農牧業も高い成長の可能性を持っている。アフリカ諸国中最大で、世界においては第10位にランクしている。穀物や、野菜・果物、伝統的産物のコーヒーについても、生産拡大の可能性は高いと考えている。数年前まで飢餓の国と言われたエチオピアの農産物生産高は過去4年間で3倍増となった。かつて年間100万トンの食糧援助受領国が、今年は50万トンの食料を輸出するまでに変貌している。
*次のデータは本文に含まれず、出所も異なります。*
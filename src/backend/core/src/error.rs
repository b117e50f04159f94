//! Error handling for Codetrail Core.
//!
//! One error type, [`TrailError`], carries a stable [`ErrorCode`], a message
//! that is safe to show to API clients, optional internal detail for the
//! logs, and structured context. Every code maps to an HTTP status, a
//! category and a severity through a single table ([`ErrorCode::info`]).
//!
//! Most failures inside the reconstruction pipeline are *not* surfaced as
//! errors: a failing event source degrades to an empty stream and is reported
//! as a [`SourceError`] next to the timeline. `TrailError` is reserved for the
//! boundaries (configuration, storage adapters, HTTP input validation).
//!
//! # Usage
//!
//! ```rust,ignore
//! use codetrail_core::error::{ErrorContext, Result};
//!
//! fn load_seed(path: &str) -> Result<String> {
//!     std::fs::read_to_string(path).context("Failed to read seed file")
//! }
//! ```

use axum::{
    http::StatusCode,
    response::{IntoResponse, Response},
    Json,
};
use metrics::counter;
use serde::{Deserialize, Serialize};
use std::borrow::Cow;
use std::collections::BTreeMap;
use std::fmt;
use thiserror::Error;
use tracing::{debug, error, warn};

use crate::events::SourceKind;

/// Result alias used throughout the crate.
pub type Result<T> = std::result::Result<T, TrailError>;

// ═══════════════════════════════════════════════════════════════════════════════
// Error Codes
// ═══════════════════════════════════════════════════════════════════════════════

/// Stable, machine-readable error codes. Serialized in SCREAMING_SNAKE_CASE.
#[derive(Debug, Clone, Copy, PartialEq, Eq, Hash, Serialize, Deserialize)]
#[serde(rename_all = "SCREAMING_SNAKE_CASE")]
pub enum ErrorCode {
    // Pipeline
    SourceUnavailable,
    MalformedRecord,
    StaleResult,

    // Lookup & input
    RecordNotFound,
    ValidationError,

    // Storage
    DatabaseError,
    DatabaseConnectionFailed,
    DatabaseQueryFailed,

    // Serialization
    SerializationError,
    DeserializationError,

    // Configuration
    ConfigurationError,
    MissingConfiguration,
    InvalidConfiguration,

    // Internal
    TimeLimitExceeded,
    InternalError,
}

/// Static facts about one error code.
#[derive(Debug, Clone, Copy)]
pub struct CodeInfo {
    pub numeric: u32,
    pub status: StatusCode,
    pub category: &'static str,
    pub severity: ErrorSeverity,
    pub retryable: bool,
}

const fn info(
    numeric: u32,
    status: StatusCode,
    category: &'static str,
    severity: ErrorSeverity,
    retryable: bool,
) -> CodeInfo {
    CodeInfo {
        numeric,
        status,
        category,
        severity,
        retryable,
    }
}

impl ErrorCode {
    pub const fn info(&self) -> CodeInfo {
        use ErrorSeverity::*;
        use StatusCode as S;
        match self {
            Self::SourceUnavailable => info(1000, S::SERVICE_UNAVAILABLE, "pipeline", Medium, true),
            Self::MalformedRecord => info(1001, S::UNPROCESSABLE_ENTITY, "pipeline", Low, false),
            Self::StaleResult => info(1002, S::CONFLICT, "pipeline", Low, true),

            Self::RecordNotFound => info(2004, S::NOT_FOUND, "lookup", Low, false),
            Self::ValidationError => info(4100, S::UNPROCESSABLE_ENTITY, "validation", Low, false),

            Self::DatabaseError => info(3000, S::INTERNAL_SERVER_ERROR, "database", High, false),
            Self::DatabaseConnectionFailed => info(3001, S::SERVICE_UNAVAILABLE, "database", Critical, true),
            Self::DatabaseQueryFailed => info(3002, S::INTERNAL_SERVER_ERROR, "database", High, true),

            Self::SerializationError => info(3200, S::INTERNAL_SERVER_ERROR, "serialization", High, false),
            Self::DeserializationError => info(3201, S::INTERNAL_SERVER_ERROR, "serialization", High, false),

            Self::ConfigurationError => info(5000, S::INTERNAL_SERVER_ERROR, "configuration", High, false),
            Self::MissingConfiguration => info(5001, S::INTERNAL_SERVER_ERROR, "configuration", High, false),
            Self::InvalidConfiguration => info(5002, S::INTERNAL_SERVER_ERROR, "configuration", High, false),

            Self::TimeLimitExceeded => info(9002, S::GATEWAY_TIMEOUT, "internal", Medium, true),
            Self::InternalError => info(9000, S::INTERNAL_SERVER_ERROR, "internal", Critical, false),
        }
    }

    pub const fn numeric_code(&self) -> u32 {
        self.info().numeric
    }

    pub const fn http_status(&self) -> StatusCode {
        self.info().status
    }

    pub const fn is_retryable(&self) -> bool {
        self.info().retryable
    }

    pub const fn category(&self) -> &'static str {
        self.info().category
    }

    pub const fn severity(&self) -> ErrorSeverity {
        self.info().severity
    }
}

impl fmt::Display for ErrorCode {
    fn fmt(&self, f: &mut fmt::Formatter<'_>) -> fmt::Result {
        write!(f, "{:?}", self)
    }
}

/// How loudly an error is logged.
#[derive(Debug, Clone, Copy, PartialEq, Eq, PartialOrd, Ord, Serialize, Deserialize)]
#[serde(rename_all = "lowercase")]
pub enum ErrorSeverity {
    /// Bad input, skipped records, superseded results
    Low,
    /// One source down, timeouts
    Medium,
    /// Storage or serialization failures
    High,
    /// The service cannot answer at all
    Critical,
}

// ═══════════════════════════════════════════════════════════════════════════════
// Error Details
// ═══════════════════════════════════════════════════════════════════════════════

/// Structured context attached to an error and returned to clients.
#[derive(Debug, Clone, Default, PartialEq, Serialize, Deserialize)]
pub struct ErrorDetails {
    #[serde(default, skip_serializing_if = "BTreeMap::is_empty")]
    pub context: BTreeMap<String, serde_json::Value>,

    /// Kind of the entity involved (`Timeline`, ...)
    #[serde(skip_serializing_if = "Option::is_none")]
    pub entity_type: Option<String>,

    #[serde(skip_serializing_if = "Option::is_none")]
    pub entity_id: Option<String>,
}

impl ErrorDetails {
    pub fn with_entity(mut self, entity_type: impl Into<String>, entity_id: impl Into<String>) -> Self {
        self.entity_type = Some(entity_type.into());
        self.entity_id = Some(entity_id.into());
        self
    }

    pub fn is_empty(&self) -> bool {
        self.context.is_empty() && self.entity_type.is_none() && self.entity_id.is_none()
    }
}

// ═══════════════════════════════════════════════════════════════════════════════
// Main Error Type
// ═══════════════════════════════════════════════════════════════════════════════

#[derive(Error, Debug)]
pub struct TrailError {
    code: ErrorCode,
    /// Safe to expose to clients.
    user_message: Cow<'static, str>,
    /// Logged, never returned.
    internal_message: Option<String>,
    details: ErrorDetails,
    #[source]
    source: Option<Box<dyn std::error::Error + Send + Sync + 'static>>,
}

impl fmt::Display for TrailError {
    fn fmt(&self, f: &mut fmt::Formatter<'_>) -> fmt::Result {
        write!(f, "[{}] {}", self.code, self.user_message)?;
        if let Some(internal) = &self.internal_message {
            write!(f, " ({})", internal)?;
        }
        Ok(())
    }
}
//! Normalized event records.
//!
//! Both stores hand back loosely-typed JSON documents. This module turns one
//! such document into a [`RawEvent`], the common shape every later stage of
//! the pipeline works with.

use chrono::{DateTime, NaiveDateTime, TimeZone, Utc};
use serde::{Deserialize, Serialize};
use serde_json::Value;
use std::fmt;

use crate::error::{Result, TrailError};
use crate::identity::{extract_reference, ExerciseRef};

/// Epoch values above this are read as milliseconds.
const EPOCH_MILLIS_THRESHOLD: f64 = 1e11;

// =============================================================================
// Source & Action Kinds
// =============================================================================

/// Which store a record came from.
#[derive(Debug, Clone, Copy, PartialEq, Eq, Hash, Serialize, Deserialize)]
#[serde(rename_all = "lowercase")]
pub enum SourceKind {
    /// Debounced editor snapshots (`code_keystrokes`).
    Fine,
    /// Discrete run/submission/access actions (`code_history`).
    Coarse,
}

impl SourceKind {
    pub fn as_str(&self) -> &'static str {
        match self {
            Self::Fine => "fine",
            Self::Coarse => "coarse",
        }
    }

    /// Field holding the record time, in lookup order.
    fn timestamp_fields(&self) -> [&'static str; 2] {
        match self {
            Self::Fine => ["timestamp", "created_at"],
            Self::Coarse => ["created_at", "timestamp"],
        }
    }
}

impl fmt::Display for SourceKind {
    fn fmt(&self, f: &mut fmt::Formatter<'_>) -> fmt::Result {
        f.write_str(self.as_str())
    }
}

/// What the student was doing when the snapshot was taken.
#[derive(Debug, Clone, Copy, PartialEq, Eq, Hash, PartialOrd, Ord, Serialize, Deserialize)]
#[serde(rename_all = "lowercase")]
pub enum ActionKind {
    Keystroke,
    Run,
    Submission,
    Access,
    Unknown,
}

impl ActionKind {
    pub fn parse(raw: &str) -> Self {
        match raw.trim().to_ascii_lowercase().as_str() {
            "keystroke" | "edit" => Self::Keystroke,
            "run" | "run_code" | "execute" => Self::Run,
            "submission" | "submit" => Self::Submission,
            "access" | "view" | "open" => Self::Access,
            _ => Self::Unknown,
        }
    }

    pub fn as_str(&self) -> &'static str {
        match self {
            Self::Keystroke => "keystroke",
            Self::Run => "run",
            Self::Submission => "submission",
            Self::Access => "access",
            Self::Unknown => "unknown",
        }
    }

    /// Kinds that carry a signal worth keeping when a duplicate is dropped.
    pub fn is_significant(&self) -> bool {
        matches!(self, Self::Run | Self::Submission)
    }

    /// Ordering used when a duplicate upgrades the kept record.
    pub fn rank(&self) -> u8 {
        match self {
            Self::Unknown => 0,
            Self::Access => 1,
            Self::Keystroke => 2,
            Self::Run => 3,
            Self::Submission => 4,
        }
    }
}

impl fmt::Display for ActionKind {
    fn fmt(&self, f: &mut fmt::Formatter<'_>) -> fmt::Result {
        f.write_str(self.as_str())
    }
}

// =============================================================================
// Precomputed Changes
// =============================================================================

/// One entry of the map-shaped change payload.
#[derive(Debug, Clone, Default, PartialEq, Eq, Serialize, Deserialize)]
pub struct LineChange {
    #[serde(default, skip_serializing_if = "Option::is_none")]
    pub previous: Option<String>,
    #[serde(default, skip_serializing_if = "Option::is_none")]
    pub current: Option<String>,
}

/// A precomputed change description, in either shape the stores produce.
#[derive(Debug, Clone, PartialEq, Eq, Serialize, Deserialize)]
#[serde(rename_all = "snake_case", tag = "shape", content = "data")]
pub enum RawChanges {
    /// difflib-style lines: `"+ x"`, `"- x"`, `"  x"`, `"? ..."`.
    Lines(Vec<String>),
    /// Line number to `{previous, current}`, sorted by line number.
    ByLine(Vec<(u64, LineChange)>),
}

impl RawChanges {
    /// Parse the `changes` field. `null`, absent and unrecognized shapes
    /// yield `None` so the diff engine falls back to snapshot comparison.
    pub fn from_json(value: &Value) -> Option<Self> {
        match value {
            Value::Array(items) => Some(Self::Lines(
                items
                    .iter()
                    .filter_map(|item| match item {
                        Value::String(s) => Some(s.clone()),
                        Value::Null => None,
                        other => Some(other.to_string()),
                    })
                    .collect(),
            )),
            Value::Object(map) => {
                let mut lines: Vec<(u64, LineChange)> = Vec::with_capacity(map.len());
                for (key, change) in map {
                    let Ok(line) = key.trim().parse::<u64>() else {
                        tracing::warn!(key = %key, "Skipping change entry with non-numeric line key");
                        continue;
                    };
                    lines.push((
                        line,
                        LineChange {
                            previous: change.get("previous").and_then(text_field),
                            current: change.get("current").and_then(text_field),
                        },
                    ));
                }
                lines.sort_by_key(|(line, _)| *line);
                Some(Self::ByLine(lines))
            }
            _ => None,
        }
    }
}

// =============================================================================
// Raw Event
// =============================================================================

/// One record from either source, normalized to a common shape.
#[derive(Debug, Clone, PartialEq, Eq, Serialize, Deserialize)]
pub struct RawEvent {
    pub source: SourceKind,
    pub timestamp: DateTime<Utc>,
    pub exercise_ref: Option<ExerciseRef>,
    pub action_kind: ActionKind,
    pub code: String,
    #[serde(default, skip_serializing_if = "Option::is_none")]
    pub changes: Option<RawChanges>,
    #[serde(default, skip_serializing_if = "Option::is_none")]
    pub output: Option<String>,
    #[serde(default, skip_serializing_if = "Option::is_none")]
    pub error: Option<String>,
    #[serde(default)]
    pub is_submission: bool,
}

impl RawEvent {
    /// Normalize one store document.
    ///
    /// Fails with `MalformedRecord` when the document has no parseable
    /// timestamp or no `code` string. An empty `code` is a valid snapshot.
    pub fn from_json(source: SourceKind, record: &Value) -> Result<Self> {
        let timestamp = source
            .timestamp_fields()
            .iter()
            .find_map(|field| record.get(*field).and_then(parse_timestamp))
            .ok_or_else(|| TrailError::malformed_record(source, "missing or unparseable timestamp"))?;

        let code = match record.get("code") {
            Some(Value::String(code)) => code.clone(),
            _ => return Err(TrailError::malformed_record(source, "missing code snapshot")),
        };

        let action_kind = match record.get("action_type").and_then(Value::as_str) {
            Some(raw) => ActionKind::parse(raw),
            None => match source {
                SourceKind::Fine => ActionKind::Keystroke,
                SourceKind::Coarse => ActionKind::Access,
            },
        };

        Ok(Self {
            source,
            timestamp,
            exercise_ref: extract_reference(record),
            action_kind,
            code,
            changes: record.get("changes").and_then(RawChanges::from_json),
            output: record.get("output").and_then(text_field),
            error: record.get("error").and_then(text_field),
            is_submission: record.get("is_submission").map(truthy).unwrap_or(false),
        })
    }

    /// Whether the record carries program output or an error message.
    pub fn has_run_result(&self) -> bool {
        self.output.as_deref().is_some_and(|s| !s.is_empty())
            || self.error.as_deref().is_some_and(|s| !s.is_empty())
    }

    /// Timestamp rounded half-up to the whole second.
    pub fn dedup_key(&self) -> i64 {
        (self.timestamp.timestamp_millis() + 500).div_euclid(1000)
    }
}

// =============================================================================
// Field Helpers
// =============================================================================

fn text_field(value: &Value) -> Option<String> {
    match value {
        Value::String(s) => Some(s.clone()),
        _ => None,
    }
}

fn truthy(value: &Value) -> bool {
    match value {
        Value::Bool(b) => *b,
        Value::Number(n) => n.as_f64().is_some_and(|f| f != 0.0),
        Value::String(s) => matches!(s.trim().to_ascii_lowercase().as_str(), "true" | "1" | "yes"),
        _ => false,
    }
}

/// Parse the timestamp encodings the stores are known to produce.
pub fn parse_timestamp(value: &Value) -> Option<DateTime<Utc>> {
    match value {
        Value::String(s) => parse_timestamp_str(s.trim()),
        Value::Number(n) => {
            let raw = n.as_f64()?;
            let millis = if raw.abs() > EPOCH_MILLIS_THRESHOLD {
                raw
            } else {
                raw * 1000.0
            };
            Utc.timestamp_millis_opt(millis.round() as i64).single()
        }
        Value::Object(map) => map.get("$date").and_then(parse_timestamp),
        _ => None,
    }
}

fn parse_timestamp_str(s: &str) -> Option<DateTime<Utc>> {
    if s.is_empty() {
        return None;
    }
    if let Ok(ts) = DateTime::parse_from_rfc3339(s) {
        return Some(ts.with_timezone(&Utc));
    }
    const NAIVE_FORMATS: [&str; 3] = ["%Y-%m-%dT%H:%M:%S%.f", "%Y-%m-%d %H:%M:%S%.f", "%Y-%m-%d %H:%M"];
    NAIVE_FORMATS
        .iter()
        .find_map(|format| NaiveDateTime::parse_from_str(s, format).ok())
        .map(|naive| Utc.from_utc_datetime(&naive))
}

#[cfg(test)]
mod tests {
    use super::*;
    use crate::error::ErrorCode;
    use serde_json::json;

    #[test]
    fn test_parse_fine_record() {
        let record = json!({
            "timestamp": "2024-03-01T10:00:00Z",
            "problem_index": 2,
            "code": "a = 1",
            "changes": ["+ a = 1\n"]
        });
        let event = RawEvent::from_json(SourceKind::Fine, &record).unwrap();
        assert_eq!(event.action_kind, ActionKind::Keystroke);
        assert_eq!(event.exercise_ref, Some(ExerciseRef::Number(2)));
        assert_eq!(event.changes, Some(RawChanges::Lines(vec!["+ a = 1\n".into()])));
    }

    #[test]
    fn test_parse_coarse_record_defaults_to_access() {
        let record = json!({
            "created_at": "2024-03-01T10:00:05.250",
            "exercise_id": "3",
            "code": "",
            "is_submission": "true"
        });
        let event = RawEvent::from_json(SourceKind::Coarse, &record).unwrap();
        assert_eq!(event.action_kind, ActionKind::Access);
        assert!(event.is_submission);
        assert_eq!(event.code, "");
        assert_eq!(event.timestamp.timestamp_subsec_millis(), 250);
    }

    #[test]
    fn test_missing_timestamp_is_malformed() {
        let err = RawEvent::from_json(SourceKind::Fine, &json!({"code": "x"})).unwrap_err();
        assert_eq!(err.code(), ErrorCode::MalformedRecord);
    }

    #[test]
    fn test_missing_code_is_malformed() {
        let record = json!({"timestamp": "2024-03-01T10:00:00Z"});
        let err = RawEvent::from_json(SourceKind::Fine, &record).unwrap_err();
        assert_eq!(err.code(), ErrorCode::MalformedRecord);
    }

    #[test]
    fn test_timestamp_encodings() {
        let expected = Utc.with_ymd_and_hms(2024, 3, 1, 10, 0, 0).unwrap();
        assert_eq!(parse_timestamp(&json!("2024-03-01T10:00:00+00:00")), Some(expected));
        assert_eq!(parse_timestamp(&json!("2024-03-01 10:00:00")), Some(expected));
        assert_eq!(parse_timestamp(&json!(expected.timestamp())), Some(expected));
        assert_eq!(parse_timestamp(&json!(expected.timestamp_millis())), Some(expected));
        assert_eq!(
            parse_timestamp(&json!({"$date": "2024-03-01T10:00:00Z"})),
            Some(expected)
        );
        assert_eq!(parse_timestamp(&json!("yesterday")), None);
    }

    #[test]
    fn test_map_changes_sorted_numerically() {
        let changes = RawChanges::from_json(&json!({
            "10": {"previous": "b", "current": "c"},
            "2": {"current": "a"},
            "x": {"current": "ignored"}
        }))
        .unwrap();
        let RawChanges::ByLine(lines) = changes else {
            panic!("expected map shape");
        };
        assert_eq!(lines.len(), 2);
        assert_eq!(lines[0].0, 2);
        assert_eq!(lines[1].0, 10);
        assert_eq!(lines[0].1.previous, None);
    }

    #[test]
    fn test_dedup_key_rounds_half_up() {
        let mut event = RawEvent::from_json(
            SourceKind::Fine,
            &json!({"timestamp": "2024-03-01T10:00:04.500Z", "code": ""}),
        )
        .unwrap();
        let base = Utc.with_ymd_and_hms(2024, 3, 1, 10, 0, 5).unwrap().timestamp();
        assert_eq!(event.dedup_key(), base);
        event.timestamp = event.timestamp - chrono::Duration::milliseconds(1);
        assert_eq!(event.dedup_key(), base - 1);
    }

    #[test]
    fn test_action_kind_parse() {
        assert_eq!(ActionKind::parse("RUN"), ActionKind::Run);
        assert_eq!(ActionKind::parse("submit"), ActionKind::Submission);
        assert_eq!(ActionKind::parse("placeholder"), ActionKind::Unknown);
    }
}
正しい政策、安定した政権、自ら勝ち取った平和と治安、5,500万人が貧困と戦う国、それが今日のエチオピアである。豊富な天然資源もあり、ようやく先進諸国の企業とビジネスを語れる段階に達したと思う。多くの人々が東アジアの奇跡を賞賛するが、アジアの発展には、日本を先頭とした雁行体形があった。エチオピアという雁も、今ようやく発展に向けて飛び立とうとしている。
エチオピア政府は、これからも障壁撤廃のために努力していく。問題があれば、政府の貿易諮問委員会が速やかに解決策を提示する等、苦情処理にも力を入れている。
最近改訂された投資法は、投資のための設備輸入や部品供給に対する免税措置、法人税の引き下げ、各種インセンティブの提供などが主な柱となっている。
当面、エチオピア経済の復興と一層の開発を進めるために、農業分野、インフラ整備、食品産業、繊維産業、医薬、建設および建設機械、鉱業、不動産業、観光業等に対する新規投資を歓迎しており、国営企業の民営化に対する日本企業の参加を期待している。